Curt Cignetti sabe como vencer. Não importa onde ele esteja, seja no James Madison ou no II IUP Crimson Hawks, o sucesso o segue. Desde que teve a oportunidade de liderar o programa, Cignetti nunca teve uma temporada de derrotas.
Quando Indiana o contratou em novembro de 2023, os Hoosiers eram o programa com a maior seqüência de derrotas na história do futebol universitário e terminaram a temporada com um recorde de 3-9 sob o comando de Tom Allen.
Não era um trabalho em andamento, o programa de futebol dos Hoosiers precisava ser reconstruído.
No dia de Ano Novo, Indiana enfrentará o Alabama em um confronto muito aguardado no Rose Bowl. O Crimson Tide tem uma rica história de pós-temporada e tradição de campeonato, mas os Hoosiers são os favoritos para vencer.
Este é o efeito Cignetti.
Em dois anos, ele transformou o programa de um time não classificado, passando a maior parte do tempo na última posição da Big Ten Conference, para o time número 1 do país com um quarterback vencedor do Heisman, Fernando Mendoza.
“Quando ele fala, significa alguma coisa”, disse o linebacker do Indiana, Isaiah Jones.
“Ele não vai sair por aí e te superar, dizer algo que você quer ouvir, ele vai te dizer o que você precisa ouvir e é isso que o torna tão especial como treinador.”
Jones disse que esse tipo de amor duro ressoa por toda a equipe. Quer seja um linebacker de quinta corda ou um linebacker titular, Signetti e sua equipe treinam a todos da mesma maneira. Esta é uma das razões pelas quais os seus jogadores acreditam nele e aderem à sua filosofia.
“Todos os treinadores querem que você veja a melhor versão de si mesmo”, disse Jones. “Mas você não pode fazer isso se for doce.”
O estilo de treinador de Cignetti transformou o time titular em um time que tem mais recrutas brilhantes do que candidatos cinco estrelas no time número 1 do país.
Sua chegada surpresa ao maior palco do futebol universitário despertou os Hoosiers.
O zagueiro defensivo do Indiana, D’Angelo Ponds, responde a perguntas durante uma teleconferência para calouros no Rose Bowl na terça-feira.
(Márcio José Sanchez/Associated Press)
“É definitivamente um peso em nossos ombros”, disse o cornerback do Indiana, D’Angelo Ponds. “Basta provar aos treinadores que perderam uma oportunidade connosco.”

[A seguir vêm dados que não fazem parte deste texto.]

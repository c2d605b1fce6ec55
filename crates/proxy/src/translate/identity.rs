//! System-prompt decoration data.
//!
//! These strings are part of the external contract: downstream models behave
//! differently depending on them. They are kept as data so they can be
//! swapped without touching translation logic when the upstream agent's
//! prompt changes.

/// Phrase replacements applied to the client's system prompt before it is
/// sent to a non-Anthropic model.
pub const IDENTITY_REPLACEMENTS: &[(&str, &str)] = &[
    ("Claude Code, Anthropic's official CLI for Claude", "a command-line coding assistant"),
    ("Anthropic's official CLI for Claude", "a command-line coding assistant"),
    ("Claude Code", "the coding assistant"),
    ("You are Claude", "You are an AI assistant"),
    ("claude.ai", "your provider"),
];

/// Grok keeps trying to call tools through inline XML unless told otherwise.
pub const GROK_GUIDANCE: &str = "\n\nWhen calling tools, always use the structured tool_calls mechanism. Never write <xai:function_call> XML or any other tool-call markup into your text output.";

/// Gemini leaks planning text into the answer channel unless told otherwise.
pub const GEMINI_GUIDANCE: &str = "\n\nKeep all reasoning and planning internal. Your text output must contain only the final answer for the user, never step-by-step deliberation.";

/// Applies the identity replacements to a system prompt.
pub fn scrub(system: &str) -> String {
    let mut scrubbed = system.to_string();

    for (from, to) in IDENTITY_REPLACEMENTS {
        if scrubbed.contains(from) {
            scrubbed = scrubbed.replace(from, to);
        }
    }

    scrubbed
}

/// The "you are not X" preamble prepended to every translated system prompt.
pub fn disclaimer(brand: &str) -> String {
    format!(
        "IMPORTANT: You are NOT {brand} and not made by Anthropic. You are a different model serving a coding \
         assistant session. Never claim to be {brand}. Follow the instructions below as written.\n\n"
    )
}

/// Brand name the upstream model would otherwise claim.
pub fn brand_for_model(model_id: &str) -> &'static str {
    let lowered = model_id.to_ascii_lowercase();

    if lowered.contains("grok") {
        "Grok"
    } else if lowered.contains("gemini") || lowered.contains("gemma") {
        "Gemini"
    } else if lowered.contains("gpt") || lowered.starts_with('o') {
        "ChatGPT"
    } else if lowered.contains("qwen") {
        "Qwen"
    } else if lowered.contains("deepseek") {
        "DeepSeek"
    } else {
        "Claude"
    }
}

/// Family-specific guidance appended to the system prompt, when any.
pub fn family_guidance(model_id: &str) -> Option<&'static str> {
    let lowered = model_id.to_ascii_lowercase();

    if lowered.contains("grok") {
        Some(GROK_GUIDANCE)
    } else if lowered.contains("gemini") || lowered.contains("gemma") {
        Some(GEMINI_GUIDANCE)
    } else {
        None
    }
}

/// Builds the complete decorated system prompt for a non-Anthropic model.
pub fn decorate_system(system: Option<&str>, model_id: &str) -> String {
    let mut prompt = disclaimer(brand_for_model(model_id));

    if let Some(system) = system {
        prompt.push_str(&scrub(system));
    }

    if let Some(guidance) = family_guidance(model_id) {
        prompt.push_str(guidance);
    }

    prompt
}
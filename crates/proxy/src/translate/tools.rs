//! Tool-schema conversion and sanitisation.

use std::sync::LazyLock;

use regex::Regex;
use serde_json::Value;

use super::ToolSummarization;
use crate::protocol::{
    anthropic::Tool,
    google::{FunctionDeclaration, ToolDecl},
    openai::{FunctionDef, ToolDef},
};

const SUMMARY_MAX: usize = 150;
const PROPERTY_DESCRIPTION_MAX: usize = 80;
const ENUM_MAX: usize = 5;

static MARKUP: LazyLock<Regex> = LazyLock::new(|| Regex::new(r"<[^>]+>").expect("valid regex"));

/// Converts Anthropic tools to OpenAI function definitions.
pub fn to_openai_tools(tools: &[Tool], mode: ToolSummarization) -> Vec<ToolDef> {
    tools
        .iter()
        .map(|tool| ToolDef {
            def_type: "function".to_string(),
            function: FunctionDef {
                name: tool.name.clone(),
                description: converted_description(tool, mode),
                parameters: sanitize_schema(&tool.input_schema, mode),
            },
        })
        .collect()
}

/// Converts Anthropic tools to a Gemini functionDeclarations wrapper.
pub fn to_google_tools(tools: &[Tool], mode: ToolSummarization) -> Option<Vec<ToolDecl>> {
    if tools.is_empty() {
        return None;
    }

    let declarations = tools
        .iter()
        .map(|tool| FunctionDeclaration {
            name: tool.name.clone(),
            description: converted_description(tool, mode),
            parameters: sanitize_schema(&tool.input_schema, mode),
        })
        .collect();

    Some(vec![ToolDecl {
        function_declarations: declarations,
    }])
}

fn converted_description(tool: &Tool, mode: ToolSummarization) -> Option<String> {
    match mode {
        ToolSummarization::Off => tool.description.clone(),
        ToolSummarization::Summarize => tool.description.as_deref().map(summarize),
    }
}

/// Compresses a tool description: markup stripped, first sentence, capped.
pub fn summarize(description: &str) -> String {
    let stripped = MARKUP.replace_all(description, "");
    let trimmed = stripped.trim();

    let end = trimmed
        .char_indices()
        .find(|&(_, c)| c == '.' || c == '\n')
        .map(|(i, _)| i)
        .unwrap_or(trimmed.len());

    let sentence = trimmed[..end].trim();
    if sentence.chars().count() <= SUMMARY_MAX {
        sentence.to_string()
    } else {
        sentence.chars().take(SUMMARY_MAX).collect()
    }
}

/// Recursively sanitises a JSON schema for picky backends.
///
/// `format: "uri"` declarations are dropped everywhere. Under summarisation,
/// enum lists are capped and property descriptions trimmed.
pub fn sanitize_schema(schema: &Value, mode: ToolSummarization) -> Value {
    match schema {
        Value::Object(map) => {
            let mut sanitized = serde_json::Map::with_capacity(map.len());

            for (key, value) in map {
                if key == "format" && value.as_str() == Some("uri") {
                    continue;
                }

                if mode == ToolSummarization::Summarize {
                    if key == "enum"
                        && let Value::Array(options) = value
                        && options.len() > ENUM_MAX
                    {
                        sanitized.insert(key.clone(), Value::Array(options[..ENUM_MAX].to_vec()));
                        continue;
                    }

                    if key == "description"
                        && let Value::String(text) = value
                        && text.chars().count() > PROPERTY_DESCRIPTION_MAX
                    {
                        let trimmed: String = text.chars().take(PROPERTY_DESCRIPTION_MAX).collect();
                        sanitized.insert(key.clone(), Value::String(trimmed));
                        continue;
                    }
                }

                sanitized.insert(key.clone(), sanitize_schema(value, mode));
            }

            Value::Object(sanitized)
        }
        Value::Array(items) => Value::Array(items.iter().map(|item| sanitize_schema(item, mode)).collect()),
        other => other.clone(),
    }
}

#[cfg(test)]
mod tests {
    use super::*;
    use serde_json::json;

    fn tool() -> Tool {
        Tool {
            name: "WebFetch".to_string(),
            description: Some("<b>Fetches</b> a URL. Performs an HTTP GET and returns the body text.".to_string()),
            input_schema: json!({
                "type": "object",
                "properties": {
                    "url": {"type": "string", "format": "uri", "description": "The URL"},
                    "mode": {"type": "string", "enum": ["a", "b", "c", "d", "e", "f", "g"]}
                },
                "required": ["url"]
            }),
        }
    }

    #[test]
    fn uri_format_is_always_removed() {
        let defs = to_openai_tools(&[tool()], ToolSummarization::Off);
        let params = &defs[0].function.parameters;

        assert!(params["properties"]["url"].get("format").is_none());
        // Everything else survives untouched.
        assert_eq!(params["properties"]["url"]["description"], "The URL");
        assert_eq!(params["properties"]["mode"]["enum"].as_array().unwrap().len(), 7);
    }

    #[test]
    fn summarisation_compresses_descriptions_and_enums() {
        let defs = to_openai_tools(&[tool()], ToolSummarization::Summarize);

        let description = defs[0].function.description.as_deref().unwrap();
        assert_eq!(description, "Fetches a URL");

        let params = &defs[0].function.parameters;
        assert_eq!(params["properties"]["mode"]["enum"].as_array().unwrap().len(), ENUM_MAX);
    }

    #[test]
    fn long_sentence_is_capped() {
        let long = "word ".repeat(100);
        assert_eq!(summarize(&long).chars().count(), SUMMARY_MAX);
    }

    #[test]
    fn google_tools_wrap_declarations() {
        let decls = to_google_tools(&[tool()], ToolSummarization::Off).unwrap();
        assert_eq!(decls.len(), 1);
        assert_eq!(decls[0].function_declarations[0].name, "WebFetch");

        assert!(to_google_tools(&[], ToolSummarization::Off).is_none());
    }
}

Hoosiers Semana passada foi feriadoObtendo um adeus aos playoffs do futebol universitário na primeira rodada. A caminho do confronto das quartas de final contra o Alabama, em Pasadena, antes de seu oponente ser conhecido, Cignetti fez questão de se concentrar em como os Hoosiers podem mostrar o melhor ataque e defesa do país. Ele pediu aos jogadores que se concentrassem no trabalho e não em quem está jogando.
“Cada fase, cada aspecto da forma como praticamos e nos preparamos, trata-se de ser a melhor versão de nós mesmos, e não tanto do adversário”, disse o linebacker do Indiana, Aiden Fisher.
Mas assim que o Alabama ganhou seu ingresso para o Rose Bowl, seus preparativos pararam.
“Quando descobrimos quem é o adversário, a situação aumenta”, disse Fisher. “(Cignetti) fez um ótimo trabalho bloqueando o ruído, não ouvimos nada na mídia.”
Ele quer que sua equipe esteja presente durante a preparação, nunca menosprezando um dia e cuidando do corpo e da mente.
“Ele sempre diz que, no final da temporada, o que importa é quem parece pronto para jogar, quem está mais pronto”, disse Pat Coogan, central do Indiana.
O sucesso da equipe começou com sua contratação. Independentemente de os jogadores estarem saindo ou entrando no vestiário, a Signity garante que todos estejam focados no mesmo objetivo final: vencer.
“Somos todos feitos do mesmo tecido”, disse Coogan. “É por isso que acho que esses vínculos de vestiário são tão bons e temos tido sucesso, não importa quantas pessoas tenham sido transferidas”.
Fisher disse que os fãs que voam para Pasadena estão falando sobre o passado. Os Hoosiers apareceram pela última vez no Rose Bowl em 1968, quando perderam para o USC. Uma vitória no dia de Ano Novo ajudaria a fortalecer a cultura do futebol em Indiana, mas o time sabe que precisa se concentrar no jogo de quinta-feira contra o Alabama e ignorar o panorama geral.
“É uma honra e uma honra jogar no Rose Bowl”, disse Fisher. “Mas ainda estamos jogando quatro quartos de futebol e precisamos sair e vencer.”